First of all, Tamil effortlessly demonstrates a capacity to conceal the simplest message in an endless hailstorm of syllables, all lavishly spiced with vowels which are probably unnecessary, save to protect the native speaker from being overheard in casual conversation or to render invading armies helpless. Add to this that the words are hopelessly long, far more devastatingly so than the aforementioned German extended adjectives. A simple “howdy” requires at least 9 syllables (Ninggu yeppedi irikinggu!). Therefore, velocity of speech is an absolute requirement if one is to arrive at the denouement of the simplest sentence before the sun goes down. If confronted with a native speaker, I generally hail a taxi in hopes of arriving at the end of “good morning” in time for dinner. “Cabbie! Step on it! Hurry–follow that verb!”
The consonants provide seemingly endless speed bumps along the wild taxi ride. Not only are there far more of them than any language should be allowed by law, but the ones that lurk in the most innocent word, for instance “banana” (valai maram), are possessed of hopelessly prickly pronunciations. If engaged in the simple task of requesting a banana, I generally need to stuff a couple of pieces of buttered toast loaded with peanut butter and mango jam into my mouth, curl my tongue around it onto the back of my palate and timidly utter the “r,” only to find it gurgling past my weary mind again towards the end of the word. The native speaker of Tamil finds this consonant game infinitely amusing, hailing his friends to join in the hilarity of the “valai maram” spectacle, and as soon as the struggle is over, another consonant is quickly located and hurled at the foreigner for the general amusement of the growing crowd of onlookers.
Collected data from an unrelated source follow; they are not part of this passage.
//! Inclusive rectangular ranges, with whole-column/row sentinels.

use std::fmt;

#[cfg(feature = "serde")]
use serde::{Deserialize, Serialize};

use crate::address::{Address, AddressParseError, MAX_COLS, MAX_ROWS};

/// Inclusive range of cells. `start`/`end` need not be ordered; consumers
/// take min/max of each axis (`spec.md` §3 "Range").
#[cfg_attr(feature = "serde", derive(Serialize, Deserialize))]
#[derive(Debug, Clone, PartialEq, Eq, Hash)]
pub struct Range {
    pub start: Address,
    pub end: Address,
    pub sheet_name: Option<String>,
}

impl Range {
    pub fn new(start: Address, end: Address, sheet_name: Option<String>) -> Range {
        Range { start, end, sheet_name }
    }

    /// A single-cell range.
    pub fn from_cell(addr: Address, sheet_name: Option<String>) -> Range {
        Range::new(addr, addr, sheet_name)
    }

    pub fn min_col(&self) -> u32 {
        self.start.col.min(self.end.col)
    }
    pub fn max_col(&self) -> u32 {
        self.start.col.max(self.end.col)
    }
    pub fn min_row(&self) -> u32 {
        self.start.row.min(self.end.row)
    }
    pub fn max_row(&self) -> u32 {
        self.start.row.max(self.end.row)
    }

    pub fn is_whole_column(&self) -> bool {
        self.min_row() == 1 && self.max_row() == MAX_ROWS
    }

    pub fn is_whole_row(&self) -> bool {
        self.min_col() == 1 && self.max_col() == MAX_COLS
    }

    /// Clamp whole-column/row sentinels to a sheet's observed bounds
    /// (`spec.md` §3 and §4.6 "Range resolution").
    pub fn clamped(&self, sheet_max_row: u32, sheet_max_col: u32) -> (u32, u32, u32, u32) {
        let max_row = if self.is_whole_column() { sheet_max_row.max(1) } else { self.max_row() };
        let max_col = if self.is_whole_row() { sheet_max_col.max(1) } else { self.max_col() };
        (self.min_row(), max_row, self.min_col(), max_col)
    }

    /// Parse `A1:B2`, `A:A` (whole column), or `1:1` (whole row), with an
    /// optional caller-supplied sheet name (from the enclosing reference
    /// text's qualifier).
    pub fn parse(s: &str, sheet_name: Option<String>) -> Result<Range, AddressParseError> {
        let Some((lhs, rhs)) = s.split_once(':') else {
            let addr = Address::parse(s)?;
            return Ok(Range::from_cell(addr, sheet_name));
        };

        if let (Ok(start_col), Ok(end_col)) = (parse_bare_column(lhs), parse_bare_column(rhs)) {
            let start = Address::new(start_col.0, 1, start_col.1, false);
            let end = Address::new(end_col.0, MAX_ROWS, end_col.1, false);
            return Ok(Range::new(start, end, sheet_name));
        }
        if let (Ok(start_row), Ok(end_row)) = (parse_bare_row(lhs), parse_bare_row(rhs)) {
            let start = Address::new(1, start_row.0, false, start_row.1);
            let end = Address::new(MAX_COLS, end_row.0, false, end_row.1);
            return Ok(Range::new(start, end, sheet_name));
        }

        let start = Address::parse(lhs)?;
        let end = Address::parse(rhs)?;
        Ok(Range::new(start, end, sheet_name))
    }

    pub fn format(&self) -> String {
        if self.start == self.end {
            self.start.format()
        } else {
            format!("{}:{}", self.start.format(), self.end.format())
        }
    }
}

fn parse_bare_column(s: &str) -> Result<(u32, bool), ()> {
    let (abs, letters) = match s.strip_prefix('$') {
        Some(rest) => (true, rest),
        None => (false, s),
    };
    if letters.is_empty() || !letters.bytes().all(|b| b.is_ascii_alphabetic()) {
        return Err(());
    }
    crate::address::letters_to_col(letters).map(|c| (c, abs)).map_err(|_| ())
}

fn parse_bare_row(s: &str) -> Result<(u32, bool), ()> {
    let (abs, digits) = match s.strip_prefix('$') {
        Some(rest) => (true, rest),
        None => (false, s),
    };
    if digits.is_empty() || !digits.bytes().all(|b| b.is_ascii_digit()) {
        return Err(());
    }
    digits.parse::<u32>().map(|r| (r, abs)).map_err(|_| ())
}

impl fmt::Display for Range {
    fn fmt(&self, f: &mut fmt::Formatter<'_>) -> fmt::Result {
        write!(f, "{}", self.format())
    }
}

#[cfg(test)]
mod tests {
    use super::*;

    #[test]
    fn parses_whole_column() {
        let r = Range::parse("A:A", None).unwrap();
        assert!(r.is_whole_column());
        assert_eq!(r.min_col(), 1);
        assert_eq!(r.max_col(), 1);
        assert_eq!(r.max_row(), MAX_ROWS);
    }

    #[test]
    fn parses_whole_row() {
        let r = Range::parse("1:1", None).unwrap();
        assert!(r.is_whole_row());
        assert_eq!(r.min_row(), 1);
        assert_eq!(r.max_row(), 1);
    }

    #[test]
    fn round_trip_modulo_normalization() {
        let r = Range::parse("B3:A1", None).unwrap();
        let text = r.format();
        // The parsed range keeps the literal corners; width/height use min/max.
        assert_eq!(text, "B3:A1");
        assert_eq!(r.min_row(), 1);
        assert_eq!(r.max_row(), 3);
        assert_eq!(r.min_col(), 1);
        assert_eq!(r.max_col(), 2);
    }

    #[test]
    fn clamped_whole_column_uses_sheet_bounds() {
        let r = Range::parse("A:A", None).unwrap();
        assert_eq!(r.clamped(10, 5), (1, 10, 1, 1));
    }
}
//! Formula error codes.
//!
//! Errors in a spreadsheet are *values*, not exceptions: a cell that fails
//! to evaluate still produces a well-typed [`ErrorCode`] that propagates
//! through arithmetic, comparisons, and downstream references exactly like
//! any other scalar. `Display` renders the wire-identical token Excel shows
//! in a cell (`#DIV/0!`, `#N/A`, ...).

use std::fmt;

#[cfg(feature = "serde")]
use serde::{Deserialize, Serialize};

#[cfg_attr(feature = "serde", derive(Serialize, Deserialize))]
#[derive(Debug, Copy, Clone, PartialEq, Eq, Hash)]
pub enum ErrorCode {
    Null,
    Div,
    Value,
    Ref,
    Name,
    Num,
    Na,
    GettingData,
}

impl ErrorCode {
    pub const ALL: [ErrorCode; 8] = [
        ErrorCode::Null,
        ErrorCode::Div,
        ErrorCode::Value,
        ErrorCode::Ref,
        ErrorCode::Name,
        ErrorCode::Num,
        ErrorCode::Na,
        ErrorCode::GettingData,
    ];

    /// Parse a literal error token (`"#REF!"`, ...). Unknown tokens are not
    /// errors at this layer; callers treat them as ordinary text.
    pub fn parse(token: &str) -> Option<ErrorCode> {
        Some(match token {
            "#NULL!" => ErrorCode::Null,
            "#DIV/0!" => ErrorCode::Div,
            "#VALUE!" => ErrorCode::Value,
            "#REF!" => ErrorCode::Ref,
            "#NAME?" => ErrorCode::Name,
            "#NUM!" => ErrorCode::Num,
            "#N/A" => ErrorCode::Na,
            "#GETTING_DATA" => ErrorCode::GettingData,
            _ => return None,
        })
    }

    pub fn as_str(&self) -> &'static str {
        match self {
            ErrorCode::Null => "#NULL!",
            ErrorCode::Div => "#DIV/0!",
            ErrorCode::Value => "#VALUE!",
            ErrorCode::Ref => "#REF!",
            ErrorCode::Name => "#NAME?",
            ErrorCode::Num => "#NUM!",
            ErrorCode::Na => "#N/A",
            ErrorCode::GettingData => "#GETTING_DATA",
        }
    }
}

impl fmt::Display for ErrorCode {
    fn fmt(&self, f: &mut fmt::Formatter<'_>) -> fmt::Result {
        f.write_str(self.as_str())
    }
}

impl std::error::Error for ErrorCode {}

#[cfg(test)]
mod tests {
    use super::*;

    #[test]
    fn round_trips_every_token() {
        for code in ErrorCode::ALL {
            assert_eq!(ErrorCode::parse(code.as_str()), Some(code));
        }
    }

    #[test]
    fn unknown_token_is_none() {
        assert_eq!(ErrorCode::parse("#WEIRD!"), None);
    }
}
The only hope for the foreigner is to join the circus, embrace a vowel or two, and accept that this language makes you into a very fine stand-up comedian indeed. The vision of “hello” (vanakkam) emitting from the foreigner’s mouth generates such waves of laughter that one might believe that Mr. Ed, the talking horse of TV fame just walked into the room and cracked a nice joke. There is a wonderful woman who helps clean our shop, but I have only caught small glimpses of her face over the last two years. The moment I utter the simplest Tamil consonant, she covers her face, shuddering with peals of laughter, and dashes from the room in order that we don’t think she is impolite for openly laughing at us. I’m certain she could carry on polite conversations; just not with foreigners carrying on in her native tongue.
If violin making should ever prove inadequate as a profession, a great career awaits us as comedians in Tamil Nadu, thanks to the wonderful people here who have taught us a couple of words. I’m keeping a few good consonants in my bag of tricks for that occasion. In the meantime, for serious business, like ordering dinner and a drink, I’ll stick to Hindi. In comparison, it feels like my mother tongue.